It was late in the afternoon, and there would be no more baking that day. They fired the ovens at 3:00 a.m. and that was when my day would begin. It would not end until I had everything baked for the evening meal, usually between 4:00 and 5:00 p.m.
After he had finished showing me around and told me what was expected of me, I told him that I could not come up with 1000 loaves of bread per day and desserts for 1500 men twice a day, every day, without some help. Sgt. Müller said he had detailed six men to help me. He had told them to do what I said and pay no attention to the fact that I was a prisoner. It was the first time in five months that I had been treated like a human being and it brought a tear to my eye.

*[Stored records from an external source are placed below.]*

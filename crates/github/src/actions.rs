//! The GitHub Actions runner environment.

use std::{
    fs::File,
    io::BufReader,
    path::{Path, PathBuf},
};

use anyhow::{Context, Result, bail};
use ci_status_core::{config::RunContext, source::EventPullRequest};
use serde::Deserialize;
use url::Url;

#[derive(Debug, Deserialize)]
struct ActionsEnv {
    #[serde(rename = "GITHUB_REPOSITORY")]
    repository: String,
    #[serde(rename = "GITHUB_EVENT_NAME", default)]
    event_name: String,
    #[serde(rename = "GITHUB_EVENT_PATH")]
    event_path: Option<PathBuf>,
    #[serde(rename = "GITHUB_SHA")]
    sha: String,
    #[serde(rename = "GITHUB_REF", default)]
    git_ref: String,
    #[serde(rename = "GITHUB_RUN_ID")]
    run_id: String,
    #[serde(rename = "GITHUB_JOB", default)]
    job: String,
    #[serde(rename = "GITHUB_WORKFLOW", default)]
    workflow: String,
    #[serde(rename = "GITHUB_SERVER_URL")]
    server_url: Option<String>,
    #[serde(rename = "GITHUB_API_URL")]
    api_url: Option<String>,
}

#[derive(Debug, Default, Deserialize)]
struct EventPayload {
    pull_request: Option<PullRequestPayload>,
}

#[derive(Debug, Deserialize)]
struct PullRequestPayload {
    head: PullRequestHead,
}

#[derive(Debug, Deserialize)]
struct PullRequestHead {
    #[serde(rename = "ref")]
    ref_field: String,
    sha: String,
}

/// Reads the run context from the process environment.
pub fn load_run_context() -> Result<RunContext> {
    run_context_from_vars(std::env::vars())
}

pub fn run_context_from_vars(vars: impl IntoIterator<Item = (String, String)>) -> Result<RunContext> {
    let vars = vars
        .into_iter()
        .filter(|(k, _)| k.starts_with("GITHUB_"))
        .map(|(k, v)| (k, serde_json::Value::String(v)))
        .collect::<serde_json::Map<_, _>>();
    let env: ActionsEnv = serde_json::from_value(serde_json::Value::Object(vars))
        .context("Missing GitHub Actions environment")?;
    let Some((owner, repo)) = env.repository.split_once('/') else {
        bail!("Invalid GITHUB_REPOSITORY: {}", env.repository);
    };
    let run_id = env
        .run_id
        .parse::<u64>()
        .with_context(|| format!("Invalid GITHUB_RUN_ID: {}", env.run_id))?;
    let server_url = env.server_url.as_deref().unwrap_or("https://github.com");
    let server_url = Url::parse(server_url)
        .with_context(|| format!("Invalid GITHUB_SERVER_URL: {server_url}"))?;
    let api_url = env
        .api_url
        .as_deref()
        .map(|url| Url::parse(url).with_context(|| format!("Invalid GITHUB_API_URL: {url}")))
        .transpose()?;
    let payload = match &env.event_path {
        Some(path) => read_event(path)?,
        None => EventPayload::default(),
    };
    tracing::debug!(
        "Run {} of {}/{} ({}, job {})",
        run_id,
        owner,
        repo,
        env.event_name,
        env.job
    );
    Ok(RunContext {
        owner: owner.to_string(),
        repo: repo.to_string(),
        sha: env.sha,
        git_ref: env.git_ref,
        run_id,
        job: env.job,
        workflow: env.workflow,
        server_url,
        api_url,
        pull_request: payload.pull_request.map(|pr| EventPullRequest {
            head_ref: pr.head.ref_field,
            head_sha: pr.head.sha,
        }),
    })
}

fn read_event(path: &Path) -> Result<EventPayload> {
    let file = File::open(path)
        .with_context(|| format!("Failed to open event payload {}", path.display()))?;
    serde_json::from_reader(BufReader::new(file))
        .with_context(|| format!("Failed to parse event payload {}", path.display()))
}
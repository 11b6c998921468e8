pub mod actions;
pub mod graphql;

use anyhow::{Context, Result};
use ci_status_core::{
    Error,
    config::RunContext,
    models::{Indicators, Job, SourceContext},
    source::{build_source_context, event_branch},
    status::{RawJob, build_jobs},
};
use octocrab::Octocrab;
use url::Url;

#[derive(Clone)]
pub struct GitHub {
    pub client: Octocrab,
}

#[derive(serde::Serialize)]
struct PageParams {
    #[serde(skip_serializing_if = "Option::is_none")]
    per_page: Option<u8>,
    #[serde(skip_serializing_if = "Option::is_none")]
    page: Option<u32>,
}

#[derive(serde::Deserialize)]
struct JobsPage {
    total_count: u64,
    jobs: Vec<RawJob>,
}

impl GitHub {
    pub fn new(token: &str, api_url: Option<&Url>) -> Result<Self> {
        let mut builder = Octocrab::builder().personal_token(token.to_string());
        if let Some(api_url) = api_url {
            builder = builder
                .base_uri(api_url.as_str())
                .with_context(|| format!("Invalid GitHub API URL {api_url}"))?;
        }
        let client = builder.build().context("Failed to create GitHub client")?;
        Ok(Self { client })
    }

    /// All jobs of a workflow run, in the order the API returns them.
    pub async fn list_jobs(&self, owner: &str, repo: &str, run_id: u64) -> Result<Vec<RawJob>> {
        let route = format!("/repos/{owner}/{repo}/actions/runs/{run_id}/jobs");
        let mut page = 1;
        let mut response: JobsPage = self
            .client
            .get(&route, Some(&PageParams { per_page: Some(100), page: Some(page) }))
            .await
            .with_context(|| format!("Failed to fetch jobs page {page}"))?;
        let total_count = response.total_count as usize;
        let mut jobs = std::mem::take(&mut response.jobs);
        while jobs.len() < total_count {
            page += 1;
            response = self
                .client
                .get(&route, Some(&PageParams { per_page: Some(100), page: Some(page) }))
                .await
                .with_context(|| format!("Failed to fetch jobs page {page}"))?;
            if response.jobs.is_empty() {
                break;
            }
            jobs.extend(response.jobs);
        }
        tracing::debug!("Run {} (jobs {})", run_id, jobs.len());
        Ok(jobs)
    }

    /// Builds the job tree for the current run.
    pub async fn fetch_jobs(
        &self,
        run: &RunContext,
        indicators: &Indicators,
        inclusion_suffix: Option<&str>,
    ) -> Result<Vec<Job>, Error> {
        let jobs = self
            .list_jobs(&run.owner, &run.repo, run.run_id)
            .await
            .map_err(|e| Error::Provider { run_id: run.run_id, reason: format!("{e:#}") })?;
        Ok(build_jobs(jobs, indicators, inclusion_suffix))
    }

    /// Resolves commit and pull request metadata for `sha`. A commit that
    /// can't be found is fatal.
    pub async fn resolve_source(&self, run: &RunContext, sha: &str) -> Result<SourceContext, Error> {
        let source_error =
            |reason: String| Error::SourceResolution { sha: sha.to_string(), reason };
        let commit = graphql::fetch_commit(&self.client, &run.owner, &run.repo, sha)
            .await
            .map_err(|e| source_error(format!("{e:#}")))?
            .ok_or_else(|| source_error("commit not found".to_string()))?;
        let branch = event_branch(run.pull_request.as_ref(), &run.git_ref);
        let source = build_source_context(&run.owner, &run.repo, sha, &branch, commit);
        tracing::info!("Resolved {} on {} by {}", source.sha, source.branch, source.commit_by);
        Ok(source)
    }
}
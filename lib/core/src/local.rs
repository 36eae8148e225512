use ahash::AHashMap;
use chrono::Utc;
use parking_lot::RwLock;
use tracing::debug;

use crate::store::rank_hits;
use crate::{
    AnnIndex, Error, MetadataFilter, ProductMetadata, Result, SearchHit, StoreStats, Vector,
    VectorStore,
};

/// Configuration for a local store instance.
#[derive(Debug, Clone)]
pub struct LocalStoreConfig {
    pub name: String,
    pub dimension: usize,
    /// Disabled means exact linear scan, the reference for correctness.
    pub use_ann: bool,
}

impl Default for LocalStoreConfig {
    fn default() -> Self {
        Self {
            name: "products".to_string(),
            dimension: 384,
            use_ann: true,
        }
    }
}

struct StoredRecord {
    vector: Vector,
    normalized: Vector,
    metadata: ProductMetadata,
}

/// In-process vector store: a record map plus an optional incremental ANN
/// graph over the normalized vectors.
///
/// The write lock serializes mutations, so racing upserts for one id
/// cannot interleave; readers see the most recent committed snapshot.
pub struct LocalVectorStore {
    config: LocalStoreConfig,
    records: RwLock<AHashMap<String, StoredRecord>>,
    index: Option<RwLock<AnnIndex>>,
}

impl LocalVectorStore {
    pub fn new(config: LocalStoreConfig) -> Self {
        let index = config
            .use_ann
            .then(|| RwLock::new(AnnIndex::new(config.dimension, 16, 4)));
        Self {
            config,
            records: RwLock::new(AHashMap::default()),
            index,
        }
    }

    pub fn name(&self) -> &str {
        &self.config.name
    }

    pub fn dimension(&self) -> usize {
        self.config.dimension
    }

    pub fn count(&self) -> usize {
        self.records.read().len()
    }

    /// Exact scan over every record. Also the query path when ANN is off.
    fn scan(
        &self,
        query_norm: &Vector,
        limit: usize,
        min_score: f32,
        filter: Option<&MetadataFilter>,
    ) -> Vec<SearchHit> {
        let records = self.records.read();
        let mut hits: Vec<SearchHit> = records
            .iter()
            .filter(|(_, record)| {
                filter
                    .map(|f| f.matches(&record.metadata))
                    .unwrap_or(true)
            })
            .map(|(id, record)| SearchHit {
                product_id: id.clone(),
                score: record.normalized.dot(query_norm),
                metadata: record.metadata.clone(),
            })
            .filter(|hit| hit.score >= min_score)
            .collect();
        rank_hits(&mut hits, limit);
        hits
    }

    /// ANN candidates joined back against the record map. Ids the graph
    /// still remembers but the map no longer holds are dropped, so a hit
    /// always has a stored vector behind it.
    fn search_ann(
        &self,
        index: &RwLock<AnnIndex>,
        query_norm: &Vector,
        candidates: usize,
        limit: usize,
        min_score: f32,
        filter: Option<&MetadataFilter>,
    ) -> Vec<SearchHit> {
        let found = index.read().search(query_norm, candidates);
        let records = self.records.read();
        let mut hits: Vec<SearchHit> = found
            .into_iter()
            .filter_map(|(id, score)| {
                let record = records.get(&id)?;
                if score < min_score {
                    return None;
                }
                if let Some(f) = filter {
                    if !f.matches(&record.metadata) {
                        return None;
                    }
                }
                Some(SearchHit {
                    product_id: id,
                    score,
                    metadata: record.metadata.clone(),
                })
            })
            .collect();
        rank_hits(&mut hits, limit);
        hits
    }
}

impl VectorStore for LocalVectorStore {
    fn upsert(&self, product_id: &str, vector: Vector, mut metadata: ProductMetadata) -> Result<()> {
        if vector.dim() != self.config.dimension {
            return Err(Error::InvalidDimension {
                expected: self.config.dimension,
                actual: vector.dim(),
            });
        }
        if metadata.updated_at.is_none() {
            metadata.updated_at = Some(Utc::now());
        }
        let normalized = vector.normalized();
        if let Some(index) = &self.index {
            index.write().insert(product_id, &normalized);
        }
        self.records.write().insert(
            product_id.to_string(),
            StoredRecord {
                vector,
                normalized,
                metadata,
            },
        );
        debug!(product_id, store = %self.config.name, "upserted embedding record");
        Ok(())
    }

    fn query(&self, query: &Vector, limit: usize, min_score: f32) -> Result<Vec<SearchHit>> {
        let query_norm = query.normalized();
        let hits = match &self.index {
            Some(index) => self.search_ann(index, &query_norm, limit, limit, min_score, None),
            None => self.scan(&query_norm, limit, min_score, None),
        };
        Ok(hits)
    }

    fn query_filtered(
        &self,
        query: &Vector,
        limit: usize,
        min_score: f32,
        filter: &MetadataFilter,
    ) -> Result<Vec<SearchHit>> {
        let query_norm = query.normalized();
        let hits = match &self.index {
            // Over-fetch so the filter has candidates to discard.
            Some(index) => self.search_ann(
                index,
                &query_norm,
                (limit * 4).max(32),
                limit,
                min_score,
                Some(filter),
            ),
            None => self.scan(&query_norm, limit, min_score, Some(filter)),
        };
        Ok(hits)
    }

    fn fetch(&self, product_id: &str) -> Result<Option<Vector>> {
        Ok(self
            .records
            .read()
            .get(product_id)
            .map(|record| record.vector.clone()))
    }

    fn delete(&self, product_id: &str) -> Result<()> {
        if let Some(index) = &self.index {
            index.write().remove(product_id);
        }
        let removed = self.records.write().remove(product_id).is_some();
        debug!(product_id, removed, "delete embedding record");
        Ok(())
    }

    fn stats(&self) -> Option<StoreStats> {
        let fill_ratio = match &self.index {
            Some(index) => {
                let index = index.read();
                if index.slots() == 0 {
                    1.0
                } else {
                    index.len() as f32 / index.slots() as f32
                }
            }
            None => 1.0,
        };
        Some(StoreStats {
            count: self.count(),
            dimension: self.config.dimension,
            fill_ratio,
        })
    }
}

Unlike Auschwitz and Buchenwald, Dachau was not a death camp. It was a camp for political prisoners. Many died, but the deaths were mostly from disease and starvation.
I felt guilty eating my one meal a day in the kitchen while my fellow prisoners lined up for their meager meal of watered-down soup. We were always hungry, but I had it a little better than the other prisoners. That is why, one afternoon when my work was done, I smuggled two loaves of bread from the kitchen and brought them to my barracks. My intent was to feed a few poor souls. But when the people saw what I had, a riot broke out. People were shoving and stepping over one another to get to me. The loaves were wrenched from my hands before I was five steps into the barracks. Of course, with all the commotion, the guards came in, and when they saw what was happening and what had caused the disturbance, I was brought before Piorkowski.
He was furious and paced back and forth as I stood in front of his desk between two guards. Finally, he stood in front of me, and after a moment’s hesitation, he slapped me hard, right across the face.
“So that is how you repay my kindness?” Without waiting for an answer, he went on. “One more incident like we had this afternoon, I will hang you in the yard and your body will stay there until it rots. It will serve as a reminder to the other prisoners that my will is law, and anyone who breaks my law will suffer a similar fate.”
He then calmed down, and in a softer voice, he said, “Seeing as how you love your fellow prisoners so much, you can eat with them for the next four days. After that, you can go back to your meal in the kitchen. I don’t want you too weak to work.”
When I returned to the barracks, no one would look me in the eye or speak with me. They were ashamed for the way they had acted and resentful of me for being the cause of their shame. But I could not blame them. Hunger is a terrible thing. To be hungry day in and day out, with no relief in sight, will take away one’s humanity.
Six other commandants followed Piorkowski, and they all kept me baking my breads and strudels. That is how I survived Dachau. I did not starve to death because I ate relatively well. Besides my daily meal, I snuck cheese and fruits meant for the strudels and a piece of bread now and then. I had to be careful because, if caught, I’d be reported. Sgt. Müller knew what I was doing, but as I’ve said before, he was a good man. I did not succumb to disease because of my diet and the fact that I was allowed to shower daily.
I’ll never forget the date the camp was liberated. It was 29 April 1945. I was forty-seven years old.
The commandant and the SS officers left in the morning; the Americans came in the afternoon. The first thing the Americans did once they had control of the camp was separate the men of the Wehrmacht from the SS. Then they stood forty-five men of the SS up against a wall and executed them. At the time, I did not speak English, but a prisoner who did told me why the SS were shot.
A half mile from the camp, the Americans had come upon railroad cars that were locked and standing idle. When the cars were opened, there lay two thousand dead Jews. They had been left locked in the cars with no water or food for three weeks. Many of the Americans retched from the smell of feces and rotting flesh. Many more were sick just from the horrible sight.
So, when the Americans liberated our camp, they were not feeling too kindly towards members of the SS. In fact, they stood around and watched, and did not interfere, when prisoners who were not too weak or too sick attacked SS guards that had been rounded up and herded into the roll-call yard. When the SS men were dead, one man who took part in the killings came towards me holding a shovel, shouting that I was a Nazi-lover. He would have struck me, but another prisoner came between us. He held up his hand and said, pointing to me, “This man has done nothing against any of us. He did what he had to do to survive. You were not here at the time, but, at great risk to himself, he brought bread to us. He was found out and told that he would be executed if he did it again. What would you have done differently, my friend?” The man dropped the shovel, buried his face in his hands and cried. I think he was crying because at last the horror was over and once again he could live as a human being and not as a feral animal.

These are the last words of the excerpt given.